The Afghan workman is intelligent, and can, if he will only give his mind to his work, or domestic or other affairs will allow him to do so, do work requiring considerable skill and intelligence in a manner which is highly creditable. This is the Afghan workman at his best. In the case of work requiring very exact fitting or finish, they generally fail, mostly because they have not thoroughly mastered the art of making gauges and working to them, and it is chiefly on this account that the field and machine guns are unreliable. In some cases a workman appears to have displayed a considerable amount of ingenuity in ascertaining the wrong way to do a thing and then so doing it; but there is, however, no doubt, that with education and training the Afghan would make a fine workman. I have often known a man ruin his work, otherwise well finished, through lack of technical knowledge of some process in one part of it, and I was generally applied to for help after the failure, for they all like to do things off their own bat, if they can, hoping, thereby, to get all the credit from the Amir. Much of the reason for their not applying to any one for help is the fault of the officials, who, when bringing a man with some special work he has done before the Amir, claim that the man was at a standstill in this or that way during its process, and that they assisted him in his difficulty, thus cheapening the work of the man’s hands to their own credit, and in some cases the official claims the entire credit, making out that the man worked to instructions. However, it is one of the results of the system of government that all men try to bring themselves to the Amir’s favourable notice, and the means are of little account for so desirable an end.
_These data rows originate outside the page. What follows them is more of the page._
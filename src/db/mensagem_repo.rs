// src/db/mensagem_repo.rs

use sqlx::{PgConnection, PgPool};

use crate::{
    common::{error::AppError, pagination::Paginacao},
    models::mensagens::{Atendimento, AtendimentoResumo, Contato, Mensagem, NovaMensagem, StatusAtendimento},
};

pub const NOME_CONTATO_PADRAO: &str = "Contato WhatsApp";

// Atendimento visível para o usuário informado em $2 (pode ser NULL).
const FILTRO_VISIVEL: &str =
    "(a.status <> 'em_atendimento' OR a.usuario_id IS NULL OR a.usuario_id = $2)";

#[derive(Clone)]
pub struct MensagemRepository {
    pool: PgPool,
}

impl MensagemRepository {
    pub fn new(pool: PgPool) -> Self {
        Self { pool }
    }

    // ---
    // Contatos
    // ---

    /// Busca ou cria o contato pelo telefone. Com `atualizar_nome`, um nome
    /// informado substitui o atual.
    pub async fn garantir_contato(
        &self,
        conn: &mut PgConnection,
        cod_loja: i32,
        telefone: &str,
        nome: Option<&str>,
        atualizar_nome: bool,
    ) -> Result<Contato, AppError> {
        let contato = sqlx::query_as::<_, Contato>(
            r#"
            INSERT INTO contatos (cod_loja, telefone, contato)
            VALUES ($1, $2, COALESCE($3, $5))
            ON CONFLICT (cod_loja, telefone) DO UPDATE SET
                contato = CASE WHEN $4 AND $3 IS NOT NULL THEN $3 ELSE contatos.contato END,
                updated_at = CASE WHEN $4 AND $3 IS NOT NULL THEN NOW() ELSE contatos.updated_at END
            RETURNING *
            "#,
        )
        .bind(cod_loja)
        .bind(telefone)
        .bind(nome)
        .bind(atualizar_nome)
        .bind(NOME_CONTATO_PADRAO)
        .fetch_one(&mut *conn)
        .await?;
        Ok(contato)
    }

    pub async fn buscar_contato(&self, cod_loja: i32, id: i32) -> Result<Option<Contato>, AppError> {
        let contato = sqlx::query_as::<_, Contato>("SELECT * FROM contatos WHERE cod_loja = $1 AND id = $2")
            .bind(cod_loja)
            .bind(id)
            .fetch_optional(&self.pool)
            .await?;
        Ok(contato)
    }

    // ---
    // Atendimentos
    // ---

    /// Atendimento ativo do contato, ou um novo `aberto`. O booleano indica criação.
    pub async fn garantir_atendimento(
        &self,
        conn: &mut PgConnection,
        contato: &Contato,
    ) -> Result<(Atendimento, bool), AppError> {
        let ativo = sqlx::query_as::<_, Atendimento>(
            r#"
            SELECT * FROM atendimentos
            WHERE cod_loja = $1 AND contato_id = $2 AND status <> 'finalizado'
            ORDER BY aberto_em DESC
            LIMIT 1
            FOR UPDATE
            "#,
        )
        .bind(contato.cod_loja)
        .bind(contato.id)
        .fetch_optional(&mut *conn)
        .await?;

        if let Some(atendimento) = ativo {
            return Ok((atendimento, false));
        }

        let criado = sqlx::query_as::<_, Atendimento>(
            r#"
            INSERT INTO atendimentos (cod_loja, contato_id, cliente_codigo, status)
            VALUES ($1, $2, $3, 'aberto')
            ON CONFLICT (contato_id) WHERE status <> 'finalizado' DO NOTHING
            RETURNING *
            "#,
        )
        .bind(contato.cod_loja)
        .bind(contato.id)
        .bind(contato.cliente_codigo)
        .fetch_optional(&mut *conn)
        .await?;

        match criado {
            Some(atendimento) => Ok((atendimento, true)),
            // Outra requisição criou o atendimento entre a busca e o insert.
            None => {
                let atendimento = sqlx::query_as::<_, Atendimento>(
                    "SELECT * FROM atendimentos WHERE contato_id = $1 AND status <> 'finalizado' FOR UPDATE",
                )
                .bind(contato.id)
                .fetch_one(&mut *conn)
                .await?;
                Ok((atendimento, false))
            }
        }
    }

    pub async fn buscar_atendimento(&self, cod_loja: i32, id: i32) -> Result<Option<Atendimento>, AppError> {
        let atendimento =
            sqlx::query_as::<_, Atendimento>("SELECT * FROM atendimentos WHERE cod_loja = $1 AND id = $2")
                .bind(cod_loja)
                .bind(id)
                .fetch_optional(&self.pool)
                .await?;
        Ok(atendimento)
    }

    /// Trava a linha até o fim da transação.
    pub async fn travar_atendimento(
        &self,
        conn: &mut PgConnection,
        cod_loja: i32,
        id: i32,
    ) -> Result<Option<Atendimento>, AppError> {
        let atendimento = sqlx::query_as::<_, Atendimento>(
            "SELECT * FROM atendimentos WHERE cod_loja = $1 AND id = $2 FOR UPDATE",
        )
        .bind(cod_loja)
        .bind(id)
        .fetch_optional(&mut *conn)
        .await?;
        Ok(atendimento)
    }

    pub async fn salvar_estado(&self, conn: &mut PgConnection, atendimento: &Atendimento) -> Result<(), AppError> {
        sqlx::query(
            r#"
            UPDATE atendimentos
            SET status = $2, usuario_id = $3, iniciado_em = $4, finalizado_em = $5
            WHERE id = $1
            "#,
        )
        .bind(atendimento.id)
        .bind(atendimento.status)
        .bind(atendimento.usuario_id)
        .bind(atendimento.iniciado_em)
        .bind(atendimento.finalizado_em)
        .execute(&mut *conn)
        .await?;
        Ok(())
    }

    /// Atendimentos visíveis, do mais recente ao mais antigo.
    pub async fn listar_atendimentos(
        &self,
        cod_loja: i32,
        cod_usuario: Option<i32>,
        status: Option<StatusAtendimento>,
        paginacao: Paginacao,
    ) -> Result<(i64, Vec<AtendimentoResumo>), AppError> {
        let filtro = format!(
            "a.cod_loja = $1 AND {FILTRO_VISIVEL} AND ($3::status_atendimento IS NULL OR a.status = $3)"
        );

        let total: i64 = sqlx::query_scalar(&format!("SELECT COUNT(*) FROM atendimentos a WHERE {filtro}"))
            .bind(cod_loja)
            .bind(cod_usuario)
            .bind(status)
            .fetch_one(&self.pool)
            .await?;

        let atendimentos = sqlx::query_as::<_, AtendimentoResumo>(&format!(
            r#"
            SELECT a.*, c.contato AS contato_nome, c.telefone,
                   (SELECT MAX(m.criado_em) FROM mensagens m WHERE m.atendimento_id = a.id) AS ultima_mensagem_em
            FROM atendimentos a
            JOIN contatos c ON c.id = a.contato_id
            WHERE {filtro}
            ORDER BY a.aberto_em DESC, a.id DESC
            LIMIT $4 OFFSET $5
            "#
        ))
        .bind(cod_loja)
        .bind(cod_usuario)
        .bind(status)
        .bind(paginacao.limit)
        .bind(paginacao.offset)
        .fetch_all(&self.pool)
        .await?;

        Ok((total, atendimentos))
    }

    // ---
    // Mensagens
    // ---

    pub async fn inserir_mensagem(
        &self,
        conn: &mut PgConnection,
        atendimento: &Atendimento,
        mensagem: &NovaMensagem,
    ) -> Result<Mensagem, AppError> {
        let mensagem = sqlx::query_as::<_, Mensagem>(
            r#"
            INSERT INTO mensagens (
                cod_loja, atendimento_id, contato_id, usuario_id, direcao, tipo,
                texto, midia_base64, mimetype, id_externo, payload
            )
            VALUES ($1, $2, $3, $4, $5, $6, $7, $8, $9, $10, $11)
            RETURNING *
            "#,
        )
        .bind(atendimento.cod_loja)
        .bind(atendimento.id)
        .bind(atendimento.contato_id)
        .bind(mensagem.usuario_id)
        .bind(mensagem.direcao)
        .bind(mensagem.tipo)
        .bind(&mensagem.texto)
        .bind(&mensagem.midia_base64)
        .bind(&mensagem.mimetype)
        .bind(&mensagem.id_externo)
        .bind(&mensagem.payload)
        .fetch_one(&mut *conn)
        .await?;
        Ok(mensagem)
    }

    /// Mensagens do atendimento em ordem cronológica. `apos_id` limita às mais novas.
    pub async fn listar_por_atendimento(
        &self,
        cod_loja: i32,
        atendimento_id: i32,
        apos_id: Option<i32>,
        paginacao: Paginacao,
    ) -> Result<(i64, Vec<Mensagem>), AppError> {
        const FILTRO: &str =
            "cod_loja = $1 AND atendimento_id = $2 AND ($3::int4 IS NULL OR id > $3)";

        let total: i64 = sqlx::query_scalar(&format!("SELECT COUNT(*) FROM mensagens WHERE {FILTRO}"))
            .bind(cod_loja)
            .bind(atendimento_id)
            .bind(apos_id)
            .fetch_one(&self.pool)
            .await?;

        let mensagens = sqlx::query_as::<_, Mensagem>(&format!(
            "SELECT * FROM mensagens WHERE {FILTRO} ORDER BY criado_em ASC, id ASC LIMIT $4 OFFSET $5"
        ))
        .bind(cod_loja)
        .bind(atendimento_id)
        .bind(apos_id)
        .bind(paginacao.limit)
        .bind(paginacao.offset)
        .fetch_all(&self.pool)
        .await?;

        Ok((total, mensagens))
    }

    /// Mensagens do contato restritas aos atendimentos visíveis para `cod_usuario`.
    pub async fn listar_por_contato(
        &self,
        cod_loja: i32,
        contato_id: i32,
        cod_usuario: Option<i32>,
        apos_id: Option<i32>,
        paginacao: Paginacao,
    ) -> Result<(i64, Vec<Mensagem>), AppError> {
        let filtro = format!(
            "m.cod_loja = $1 AND m.contato_id = $3 AND ($4::int4 IS NULL OR m.id > $4) AND {FILTRO_VISIVEL}"
        );

        let total: i64 = sqlx::query_scalar(&format!(
            "SELECT COUNT(*) FROM mensagens m JOIN atendimentos a ON a.id = m.atendimento_id WHERE {filtro}"
        ))
        .bind(cod_loja)
        .bind(cod_usuario)
        .bind(contato_id)
        .bind(apos_id)
        .fetch_one(&self.pool)
        .await?;

        let mensagens = sqlx::query_as::<_, Mensagem>(&format!(
            r#"
            SELECT m.* FROM mensagens m
            JOIN atendimentos a ON a.id = m.atendimento_id
            WHERE {filtro}
            ORDER BY m.criado_em ASC, m.id ASC
            LIMIT $5 OFFSET $6
            "#
        ))
        .bind(cod_loja)
        .bind(cod_usuario)
        .bind(contato_id)
        .bind(apos_id)
        .bind(paginacao.limit)
        .bind(paginacao.offset)
        .fetch_all(&self.pool)
        .await?;

        Ok((total, mensagens))
    }
}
In all work there is an ustad (teacher or foreman) and his shagirds (pupils or workmen). When the shagird has learnt all he can learn from his ustad, or thinks he has, he usually casts about for a way of ousting his master and taking his place himself. This he generally sets about doing by privately reporting to the Amir that his ustad indents for much more material than his work requires, and sells the surplus to help defray his living expenses, which, as all his neighbours will testify, are far above his income. This does not always have the effect aimed at, and cause the ustad to lose his position that the shagird may jump into it; but the ustad is perhaps made a prisoner, and wears leg irons as he goes about his work as usual during the day, and at night is taken back to prison, while the mirzas set about the task of checking his accounts, and as this is a work of years, the ustad often dies before the matter is settled.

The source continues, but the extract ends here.